CODEWITHSUNDEEP
arraysfileaudiobyte
Aviv Cohn
Aviv Cohn

Reputation: 17243

What is the proper way to represent an audio sample in two bytes?

I'm working on an application that generates a sequence of numbers representing a sine wave, and saves the sine wave in a .wav file to be played as audio.

The following line of code generates the value of a single sample in the audio wave:

double sample = Math.Sin(2.0 * Math.PI * frequency * i * (1.0 / samplesPerSecond));

The resulting .wav file will be of 16 bit depth. Meaning, each sample is represented by 2 bytes (short). double however takes up 8 bytes.
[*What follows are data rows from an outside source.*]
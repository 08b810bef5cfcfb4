//! Route definitions for host metrics.

use axum::routing::get;
use axum::Router;

use crate::handlers::stats;
use crate::state::AppState;

/// Routes mounted at `/stats`.
///
/// ```text
/// GET /          -> get_stats
/// GET /history   -> get_history
/// ```
pub fn router() -> Router<AppState> {
    Router::new()
        .route("/", get(stats::get_stats))
        .route("/history", get(stats::get_history))
}
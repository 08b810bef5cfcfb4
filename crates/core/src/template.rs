//! Alert and recovery message rendering.
//!
//! Placeholders are replaced literally; there are no conditionals and no
//! escaping.
//!
//! | Placeholder   | Value                                  |
//! |---------------|----------------------------------------|
//! | `{hostname}`  | host name of the machine               |
//! | `{metric}`    | `CPU`, `RAM` or `Disk`                 |
//! | `{value}`     | observed value, 2 decimals             |
//! | `{threshold}` | rule threshold, 2 decimals             |
//! | `{operator}`  | rule operator as written               |
//! | `{duration}`  | sustained-breach duration, whole secs  |

use crate::alert::RuleDefinition;

/// Used when a rule fires and has no template of its own.
pub const DEFAULT_ALERT_TEMPLATE: &str = "[ZeroStat] {hostname} Warning: {metric} value is {value}%! (Threshold: {operator}{threshold}, Duration: {duration}s)";

/// Used when a triggered rule recovers and has no template of its own.
pub const DEFAULT_RECOVERY_TEMPLATE: &str =
    "[ZeroStat] {hostname} Recovery: {metric} is now at {value}%. System is safe.";

/// Fallback when the host name cannot be determined.
pub const UNKNOWN_HOST: &str = "unknown-host";

/// Render the message for a fire (`is_recovery == false`) or a recovery.
///
/// A rule-provided template is used for both; the built-in defaults differ.
pub fn render_message(
    definition: &RuleDefinition,
    hostname: &str,
    value: f64,
    is_recovery: bool,
) -> String {
    let template = match (definition.message_template.is_empty(), is_recovery) {
        (false, _) => definition.message_template.as_str(),
        (true, true) => DEFAULT_RECOVERY_TEMPLATE,
        (true, false) => DEFAULT_ALERT_TEMPLATE,
    };
    let hostname = if hostname.is_empty() {
        UNKNOWN_HOST
    } else {
        hostname
    };

    template
        .replace("{hostname}", hostname)
        .replace("{metric}", definition.metric.as_str())
        .replace("{value}", &format!("{value:.2}"))
        .replace("{threshold}", &format!("{:.2}", definition.threshold))
        .replace("{operator}", definition.operator.as_str())
        .replace("{duration}", &definition.duration_secs.to_string())
}

// ---------------------------------------------------------------------------
// Tests
// ---------------------------------------------------------------------------

#[cfg(test)]
mod tests {
    use super::*;
    use crate::alert::{Comparison, MetricKind, NotificationChannel};

    fn definition(template: &str) -> RuleDefinition {
        RuleDefinition {
            metric: MetricKind::Cpu,
            operator: Comparison::Greater,
            threshold: 80.0,
            duration_secs: 10,
            cooldown_secs: 60,
            message_template: template.to_string(),
            shell_command: None,
            channel: NotificationChannel::Webhook,
        }
    }

    #[test]
    fn default_alert_message() {
        let msg = render_message(&definition(""), "web-1", 85.126, false);
        assert_eq!(
            msg,
            "[ZeroStat] web-1 Warning: CPU value is 85.13%! (Threshold: >80.00, Duration: 10s)"
        );
    }

    #[test]
    fn default_recovery_message() {
        let msg = render_message(&definition(""), "web-1", 42.0, true);
        assert_eq!(
            msg,
            "[ZeroStat] web-1 Recovery: CPU is now at 42.00%. System is safe."
        );
    }

    #[test]
    fn custom_template_used_for_recovery_too() {
        let def = definition("{metric}={value} on {hostname}");
        assert_eq!(render_message(&def, "db", 1.0, true), "CPU=1.00 on db");
        assert_eq!(render_message(&def, "db", 99.999, false), "CPU=100.00 on db");
    }

    #[test]
    fn repeated_placeholders_all_replaced() {
        let def = definition("{value} {value} {unknown}");
        assert_eq!(render_message(&def, "h", 3.0, false), "3.00 3.00 {unknown}");
    }

    #[test]
    fn empty_hostname_falls_back() {
        let def = definition("{hostname}");
        assert_eq!(render_message(&def, "", 0.0, false), UNKNOWN_HOST);
    }
}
What is the proper way to encode a sample into the resulting byte[], where it can only occupy 2 bytes?

Upvotes: 0

Views: 188

Answers (1)

Barmar
Barmar

Reputation: 782407

Since sine has a limited range [-1.0, 1.0], you can map the value from that range to the range of 16-bit integers [-32768, 32767].

short sample_short = SHORT_MAX * sample;

There will be some round-off error, but that's necessary to squeeze the values into the less precise data type.
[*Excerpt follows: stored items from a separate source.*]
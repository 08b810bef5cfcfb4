//! Handlers for runtime notification settings.

use axum::extract::State;
use axum::Json;
use zerostat_core::error::CoreError;
use zerostat_events::NotificationConfig;

use crate::error::AppResult;
use crate::response::DataResponse;
use crate::state::AppState;

/// GET /settings/notifications
pub async fn get_notifications(
    State(state): State<AppState>,
) -> AppResult<Json<DataResponse<NotificationConfig>>> {
    let config = state.dispatcher.notifier().config().await;
    Ok(Json(DataResponse { data: config }))
}

/// PUT /settings/notifications
///
/// Replaces every channel parameter at once; omitted fields are cleared.
/// The new settings apply to the next notification sent and are saved to
/// the data directory.
pub async fn update_notifications(
    State(state): State<AppState>,
    Json(input): Json<NotificationConfig>,
) -> AppResult<Json<DataResponse<NotificationConfig>>> {
    let input = input.normalized();
    if let Some(url) = &input.webhook_url {
        if !(url.starts_with("http://") || url.starts_with("https://")) {
            return Err(CoreError::Validation("webhook_url must be an http(s) URL".to_string()).into());
        }
    }

    let applied = state.replace_notification_settings(input).await;
    tracing::info!(
        webhook = applied.webhook_url.is_some(),
        telegram = applied.telegram_target().is_some(),
        email = applied.email_configured(),
        "Notification settings replaced"
    );
    Ok(Json(DataResponse { data: applied }))
}
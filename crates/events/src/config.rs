//! Notification channel connection parameters.

use serde::{Deserialize, Serialize};

/// Default SMTP port (STARTTLS).
pub const DEFAULT_SMTP_PORT: u16 = 587;

/// Connection parameters for every notification channel.
///
/// Owned by the configuration layer; the alert engine only reads it.
/// Blank values are normalised to `None` so "configured" checks are simple
/// `Option` matches.
#[derive(Debug, Clone, Default, PartialEq, Serialize, Deserialize)]
#[serde(default)]
pub struct NotificationConfig {
    pub webhook_url: Option<String>,
    pub telegram_bot_token: Option<String>,
    pub telegram_chat_id: Option<String>,
    pub smtp_host: Option<String>,
    pub smtp_port: u16,
    pub smtp_user: Option<String>,
    pub smtp_password: Option<String>,
    /// Recipient address.
    pub smtp_to: Option<String>,
    /// Sender address; falls back to `smtp_user` when unset.
    pub smtp_from: Option<String>,
}

impl NotificationConfig {
    /// Load configuration from environment variables.
    ///
    /// | Variable       | Default |
    /// |----------------|---------|
    /// | `WEBHOOK_URL`  | --      |
    /// | `TG_BOT_TOKEN` | --      |
    /// | `TG_CHAT_ID`   | --      |
    /// | `SMTP_HOST`    | --      |
    /// | `SMTP_PORT`    | `587`   |
    /// | `SMTP_USER`    | --      |
    /// | `SMTP_PASS`    | --      |
    /// | `SMTP_TO`      | --      |
    /// | `SMTP_FROM`    | `SMTP_USER` |
    pub fn from_env() -> Self {
        Self {
            webhook_url: env_opt("WEBHOOK_URL"),
            telegram_bot_token: env_opt("TG_BOT_TOKEN"),
            telegram_chat_id: env_opt("TG_CHAT_ID"),
            smtp_host: env_opt("SMTP_HOST"),
            smtp_port: parse_port(env_opt("SMTP_PORT").as_deref()),
            smtp_user: env_opt("SMTP_USER"),
            smtp_password: env_opt("SMTP_PASS"),
            smtp_to: env_opt("SMTP_TO"),
            smtp_from: env_opt("SMTP_FROM"),
        }
        .normalized()
    }

    /// Turn blank strings into `None` and a zero SMTP port into the default.
    pub fn normalized(self) -> Self {
        fn clean(value: Option<String>) -> Option<String> {
            value
                .map(|v| v.trim().to_string())
                .filter(|v| !v.is_empty())
        }

        Self {
            webhook_url: clean(self.webhook_url),
            telegram_bot_token: clean(self.telegram_bot_token),
            telegram_chat_id: clean(self.telegram_chat_id),
            smtp_host: clean(self.smtp_host),
            smtp_port: if self.smtp_port == 0 {
                DEFAULT_SMTP_PORT
            } else {
                self.smtp_port
            },
            smtp_user: clean(self.smtp_user),
            smtp_password: clean(self.smtp_password),
            smtp_to: clean(self.smtp_to),
            smtp_from: clean(self.smtp_from),
        }
    }

    /// Telegram bot token and chat id, if both are set.
    pub fn telegram_target(&self) -> Option<(&str, &str)> {
        match (&self.telegram_bot_token, &self.telegram_chat_id) {
            (Some(token), Some(chat)) => Some((token, chat)),
            _ => None,
        }
    }

    /// Sender address for outgoing mail.
    pub fn smtp_sender(&self) -> Option<&str> {
        self.smtp_from.as_deref().or(self.smtp_user.as_deref())
    }

    /// Whether enough SMTP settings are present to attempt delivery.
    pub fn email_configured(&self) -> bool {
        self.smtp_host.is_some() && self.smtp_to.is_some() && self.smtp_sender().is_some()
    }
}

fn env_opt(key: &str) -> Option<String> {
    std::env::var(key).ok()
}

/// Parse an `SMTP_PORT` value, warning and using the default when invalid.
fn parse_port(raw: Option<&str>) -> u16 {
    let Some(raw) = raw.map(str::trim).filter(|v| !v.is_empty()) else {
        return DEFAULT_SMTP_PORT;
    };
    match raw.parse() {
        Ok(port) => port,
        Err(e) => {
            tracing::warn!(value = raw, error = %e, default = DEFAULT_SMTP_PORT, "Invalid SMTP_PORT, using default");
            DEFAULT_SMTP_PORT
        }
    }
}

// ---------------------------------------------------------------------------
// Tests
// ---------------------------------------------------------------------------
The formula is only this simple because the range of sine is from -1 to 1. If you were working with some other value that has a different range, you need to normalize it first:

result = DST_TYPE_MAX * original / ORIGINAL_MAX;

This also assumes that the range of the original values is symmetric around 0. If not, you need to do:

result = DST_TYPE_MAX * (original - ORIGINAL_MIN) / (ORIGINAL_MAX-ORIGINAL_MIN)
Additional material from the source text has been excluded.